Oh, I yet see their cheeks, poor silent lambs, pleading pity and help at my hands. Then, on the other side, to consider the loss of my dear friends, with the spoiling and loss of all our goods and provisions, myself cast upon an unknown land, in a wilderness, I knew not where nor how to get thence. Then it came to my mind how I had occasioned the death of my children, who caused them to leave their native land, who might have left them there, yea, and might have sent some of them back again, and cost me nothing. These and such like thoughts do press down my heavy heart very much.

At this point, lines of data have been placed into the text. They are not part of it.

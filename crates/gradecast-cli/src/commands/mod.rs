pub mod check;
pub mod compare;
pub mod gpa;
pub mod grades;
pub mod init;
pub mod project;
pub mod validate;
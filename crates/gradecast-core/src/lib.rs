//! Grade-point aggregation, CGPA projection and graduation target analysis.
//!
//! This crate defines the value types, the fixed grade-point table, and the
//! pure computations that turn a roster of graded courses into current and
//! projected cumulative GPAs, per-course impacts, and an eligibility verdict.

pub mod config;
pub mod engine;
pub mod error;
pub mod gpa;
pub mod grade;
pub mod model;
pub mod parser;
pub mod recommend;
pub mod report;
pub mod scenario;
pub mod target;

pub use engine::{aggregate, analyze, plan, project, project_with, PlanOutcome, Projection};
pub use error::GradeError;
pub use grade::{grade_points, GradeToken};
pub use model::{
    Baseline, CourseRecord, GradedEntry, GraduationTarget, ImpactEntry, PlanningSession,
    ProjectionResult,
};
pub use recommend::Recommendation;
pub use scenario::ProjectionOptions;
pub use target::TargetVerdict;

But I must let this pass, and will proceed on in the relation of God's goodness unto me in that desolate island, on which I was cast. I and my wife were almost naked, both of us, and wet and cold even unto death. I found a napsack cast on the shore, in which I had a steel and flint and powder horn. Going farther, I found a drowned goat; then I found a hat, and my son William's coat, both which I put on. My wife found one of her petticoats which she put on. I found also two cheeses and some butter driven ashore. Thus the Lord sent us some ' clothes to put on, and food to sustain our new lives, which we had lately given unto us, and means also to make fire; for in a horn I had some gunpowder, which, to mine own, and since to other men's admiration, was dry. So taking a piece of my wife's neckcloth which I dried in the sun, I struck fire, and so dried and warmed our wet bodies; and then skinned the goat, and having found a small brass pot, we boiled some of her. Our drink was brackish water; bread we had none.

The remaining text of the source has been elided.